Euler de França Belém
Euler de França Belém

Diplomata lança “O Livro Negro do Comunismo no Brasil”

A história do golpismo e do stalinismo das esquerdas brasileiras é pouca contada pelos historiadores. Prevalece uma visão heroica
Há quem acredite que comunistas são advogados renhidos da democracia. Certo, quando estão na oposição – quando não estão no poder –, os comunistas, para abrir espaço para seus projetos tático-estratégicos, se tornam apologistas da democracia.
Mas comunistas não veem a democracia como valor universal, e sim como “etapa” para alguma coisa, quer dizer, para o comunismo, que, ao se tornar poder, expurga a democracia. Carlos Nelson Coutinho, intelectual de esquerda respeitável, escreveu um livro, “A Democracia Como Valor Universal”, no qual sugere que a democracia é um fim, não é uma etapa. Não é o que pensam – ou pensavam – os comunistas.
Gustavo Henrique Marques Bezerra: autor de uma pesquisa exaustiva sobre o comunismo no Brasil | Foto: Facebook
Em 1935, o Brasil não vivia sob ditadura, mas é possível qualificar o governo do presidente Getúlio Vargas de semi-autoritário (entre 1937 e 1945, era uma ditadura totalitária, mas não tão cruenta quanto a nazista, sobretudo, e a fascista).

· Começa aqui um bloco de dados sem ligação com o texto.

//! Record validation.
//!
//! [`validate`] checks every tagged field of a record against the rules in its
//! [`FieldTag`]. Checking stops at the first failure.
//!
//! Zero-valued fields only fail [`Rule::Required`]; all other rules apply to
//! non-zero values, once per element for sequence fields.

use std::sync::OnceLock;

use regex::Regex;
use tracing::trace;

use crate::error::ValidationError;
use crate::schema::{FieldTag, Record, Rule};

/// Validates a record against its declared rules.
///
/// # Example
///
/// ```
/// use orderbox_core::{validate, Field, FieldTag, Record, Rule};
///
/// struct Login {
///     email: String,
/// }
///
/// impl Record for Login {
///     const RECORD_NAME: &'static str = "Login";
///
///     fn field_tags() -> &'static [FieldTag] {
///         const TAGS: &[FieldTag] = &[FieldTag {
///             field: "email",
///             wire_name: "username",
///             optional: false,
///             rules: &[Rule::Required, Rule::Email],
///         }];
///         TAGS
///     }
///
///     fn fields(&self) -> Vec<Field<'_>> {
///         vec![Field::new(&Self::field_tags()[0], &self.email)]
///     }
///
///     fn backfill_from(&mut self, _previous: &Self) {}
/// }
///
/// assert!(validate(&Login { email: "a@example.com".into() }).is_ok());
/// assert!(validate(&Login { email: "nope".into() }).is_err());
/// ```
pub fn validate<R: Record + ?Sized>(record: &R) -> Result<(), ValidationError> {
    for field in record.fields() {
        let tag = field.tag;
        if field.value.is_zero() {
            if tag.is_required() {
                return Err(failure::<R>(tag, Rule::Required, "must not be empty".to_string()));
            }
            continue;
        }

        for rule in tag.rules {
            for text in field.value.wire_texts() {
                if let Some(message) = check_rule(rule, &text) {
                    return Err(failure::<R>(tag, *rule, message));
                }
            }
        }
    }

    trace!(record = R::RECORD_NAME, "record passed validation");
    Ok(())
}

fn failure<R: Record + ?Sized>(tag: &FieldTag, rule: Rule, message: String) -> ValidationError {
    ValidationError {
        record: R::RECORD_NAME,
        field: tag.field,
        wire_name: tag.wire_name,
        rule: rule.name(),
        message,
    }
}

/// Checks one wire string against one rule, returning a message on failure.
///
/// Length rules count characters; the derive keeps them off numeric fields.
fn check_rule(rule: &Rule, text: &str) -> Option<String> {
    let chars = text.chars().count();
    match rule {
        Rule::Required => None,
        Rule::Email => (!is_email(text)).then(|| format!("'{text}' is not a valid email address")),
        Rule::Number => (!is_number(text)).then(|| format!("'{text}' is not a number")),
        Rule::Len(n) => (chars != *n).then(|| format!("length must be {n}, got {chars}")),
        Rule::Min(n) => (chars < *n).then(|| format!("length must be at least {n}, got {chars}")),
        Rule::Max(n) => (chars > *n).then(|| format!("length must be at most {n}, got {chars}")),
        Rule::CountryCode => (!is_country_code(text))
            .then(|| format!("'{text}' is not an ISO 3166-1 alpha-2 country code")),
        Rule::OneOf(allowed) => (!allowed.contains(&text))
            .then(|| format!("'{text}' is not one of [{}]", allowed.join(", "))),
        Rule::Custom(predicate) => {
            (!(predicate.check)(text)).then(|| format!("rejected by {}", predicate.name))
        }
    }
}

fn email_regex() -> &'static Regex {
    static EMAIL: OnceLock<Regex> = OnceLock::new();
    EMAIL.get_or_init(|| {
        Regex::new(r"^[A-Za-z0-9.!#$%&'*+/=?^_`{|}~-]+@[A-Za-z0-9](?:[A-Za-z0-9-]{0,61}[A-Za-z0-9])?(?:\.[A-Za-z0-9](?:[A-Za-z0-9-]{0,61}[A-Za-z0-9])?)+$")
            .expect("valid regex")
    })
}

/// Returns true for a syntactically valid email address.
#[must_use]
pub fn is_email(text: &str) -> bool {
    email_regex().is_match(text)
}

/// Returns true when `text` is a non-empty run of decimal digits.
#[must_use]
pub fn is_number(text: &str) -> bool {
    !text.is_empty() && text.bytes().all(|b| b.is_ascii_digit())
}

/// Returns true for an assigned ISO 3166-1 alpha-2 code (upper case).
#[must_use]
pub fn is_country_code(text: &str) -> bool {
    COUNTRY_CODES.binary_search(&text).is_ok()
}

/// Password strength rule for customer accounts.
///
/// Requires a lower-case letter, an upper-case letter and one of
/// `~*!@$#%_+.?:,{}`. Length limits are expressed separately with
/// [`Rule::Min`] / [`Rule::Max`].
#[must_use]
pub fn password_strength(password: &str) -> bool {
    const SYMBOLS: &str = "~*!@$#%_+.?:,{}";
    password.chars().any(|c| c.is_ascii_lowercase())
        && password.chars().any(|c| c.is_ascii_uppercase())
        && password.chars().any(|c| SYMBOLS.contains(c))
}

// Sorted for binary search.
const COUNTRY_CODES: &[&str] = &[
    "AD", "AE", "AF", "AG", "AI", "AL", "AM", "AO", "AQ", "AR", "AS", "AT", "AU", "AW", "AX", "AZ",
    "BA", "BB", "BD", "BE", "BF", "BG", "BH", "BI", "BJ", "BL", "BM", "BN", "BO", "BQ", "BR", "BS",
    "BT", "BV", "BW", "BY", "BZ", "CA", "CC", "CD", "CF", "CG", "CH", "CI", "CK", "CL", "CM", "CN",
    "CO", "CR", "CU", "CV", "CW", "CX", "CY", "CZ", "DE", "DJ", "DK", "DM", "DO", "DZ", "EC", "EE",
    "EG", "EH", "ER", "ES", "ET", "FI", "FJ", "FK", "FM", "FO", "FR", "GA", "GB", "GD", "GE", "GF",
    "GG", "GH", "GI", "GL", "GM", "GN", "GP", "GQ", "GR", "GS", "GT", "GU", "GW", "GY", "HK", "HM",
    "HN", "HR", "HT", "HU", "ID", "IE", "IL", "IM", "IN", "IO", "IQ", "IR", "IS", "IT", "JE", "JM",
    "JO", "JP", "KE", "KG", "KH", "KI", "KM", "KN", "KP", "KR", "KW", "KY", "KZ", "LA", "LB", "LC",
    "LI", "LK", "LR", "LS", "LT", "LU", "LV", "LY", "MA", "MC", "MD", "ME", "MF", "MG", "MH", "MK",
    "ML", "MM", "MN", "MO", "MP", "MQ", "MR", "MS", "MT", "MU", "MV", "MW", "MX", "MY", "MZ", "NA",
    "NC", "NE", "NF", "NG", "NI", "NL", "NO", "NP", "NR", "NU", "NZ", "OM", "PA", "PE", "PF", "PG",
    "PH", "PK", "PL", "PM", "PN", "PR", "PS", "PT", "PW", "PY", "QA", "RE", "RO", "RS", "RU", "RW",
    "SA", "SB", "SC", "SD", "SE", "SG", "SH", "SI", "SJ", "SK", "SL", "SM", "SN", "SO", "SR", "SS",
    "ST", "SV", "SX", "SY", "SZ", "TC", "TD", "TF", "TG", "TH", "TJ", "TK", "TL", "TM", "TN", "TO",
    "TR", "TT", "TV", "TW", "TZ", "UA", "UG", "UM", "US", "UY", "UZ", "VA", "VC", "VE", "VG", "VI",
    "VN", "VU", "WF", "WS", "YE", "YT", "ZA", "ZM", "ZW",
];

#[cfg(test)]
mod tests {
    use super::*;
    use crate::schema::{Field, Predicate};

    fn no_spaces(text: &str) -> bool {
        !text.contains(' ')
    }

    struct Probe {
        email: String,
        phone_cc: String,
        ids: Vec<String>,
        handle: String,
    }

    impl Record for Probe {
        const RECORD_NAME: &'static str = "Probe";

        fn field_tags() -> &'static [FieldTag] {
            const TAGS: &[FieldTag] = &[
                FieldTag {
                    field: "email",
                    wire_name: "email",
                    optional: false,
                    rules: &[Rule::Required, Rule::Email],
                },
                FieldTag {
                    field: "phone_cc",
                    wire_name: "phone-cc",
                    optional: true,
                    rules: &[Rule::Min(1), Rule::Max(3), Rule::Number],
                },
                FieldTag {
                    field: "ids",
                    wire_name: "contact-id",
                    optional: true,
                    rules: &[Rule::Number],
                },
                FieldTag {
                    field: "handle",
                    wire_name: "handle",
                    optional: true,
                    rules: &[Rule::Custom(Predicate {
                        name: "no_spaces",
                        check: no_spaces,
                    })],
                },
            ];
            TAGS
        }

        fn fields(&self) -> Vec<Field<'_>> {
            let tags = Self::field_tags();
            vec![
                Field::new(&tags[0], &self.email),
                Field::new(&tags[1], &self.phone_cc),
                Field::new(&tags[2], &self.ids),
                Field::new(&tags[3], &self.handle),
            ]
        }

        fn backfill_from(&mut self, _previous: &Self) {}
    }

    fn probe() -> Probe {
        Probe {
            email: "ops@example.com".to_string(),
            phone_cc: String::new(),
            ids: Vec::new(),
            handle: String::new(),
        }
    }

    #[test]
    fn test_valid_record_passes() {
        assert!(validate(&probe()).is_ok());
    }

    #[test]
    fn test_required_zero_fails() {
        let mut p = probe();
        p.email.clear();

        let err = validate(&p).unwrap_err();
        assert_eq!(err.rule, "required");
        assert_eq!(err.field, "email");
        assert_eq!(err.record, "Probe");
    }

    #[test]
    fn test_zero_optional_skips_other_rules() {
        let p = probe();
        // phone_cc is empty but Min(1) is not checked for zero values
        assert!(validate(&p).is_ok());
    }

    #[test]
    fn test_length_rules() {
        let mut p = probe();
        p.phone_cc = "1234".to_string();
        assert_eq!(validate(&p).unwrap_err().rule, "max");

        p.phone_cc = "91".to_string();
        assert!(validate(&p).is_ok());
    }

    #[test]
    fn test_sequence_rules_apply_per_element() {
        let mut p = probe();
        p.ids = vec!["12".to_string(), "x3".to_string()];

        let err = validate(&p).unwrap_err();
        assert_eq!(err.rule, "number");
        assert_eq!(err.wire_name, "contact-id");
        assert!(err.message.contains("x3"));
    }

    #[test]
    fn test_custom_predicate() {
        let mut p = probe();
        p.handle = "two words".to_string();
        assert_eq!(validate(&p).unwrap_err().rule, "no_spaces");
    }

    #[test]
    fn test_email() {
        assert!(is_email("first.last@sub.example.co.uk"));
        assert!(!is_email("first.last@"));
        assert!(!is_email("plain"));
        assert!(!is_email("a@localhost"));
    }

    #[test]
    fn test_number() {
        assert!(is_number("0042"));
        assert!(!is_number(""));
        assert!(!is_number("-1"));
    }

    #[test]
    fn test_country_codes_sorted_and_found() {
        assert!(COUNTRY_CODES.windows(2).all(|w| w[0] < w[1]));
        assert!(is_country_code("ID"));
        assert!(is_country_code("US"));
        assert!(!is_country_code("us"));
        assert!(!is_country_code("XX"));
    }

    #[test]
    fn test_password_strength() {
        assert!(password_strength("Secret.pass1"));
        assert!(!password_strength("secret.pass1"));
        assert!(!password_strength("SECRET.PASS1"));
        assert!(!password_strength("SecretPass1"));
    }
}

Os comunistas ligados a Luiz Carlos Prestes e Olga Benario, bancados pela União Soviética de Óssip Stálin, decidiram dar um golpe de Estado e se deram mal. Acabaram presos. A alemã Olga Benario foi deportada para a Alemanha de Adolf Hitler e, infelizmente, morreu num campo de concentração nazista. (Prestes autorizou a execução de Elza Fernandes porque temia-se que fosse espiã da polícia. Não era. Mas quase ninguém fala disso. O jornalista Sérgio Rodrigues publicou um livro corajoso sobre o assunto-tabu, “Elza, a Garota: A História da Jovem Comunista que o Partido Matou”.)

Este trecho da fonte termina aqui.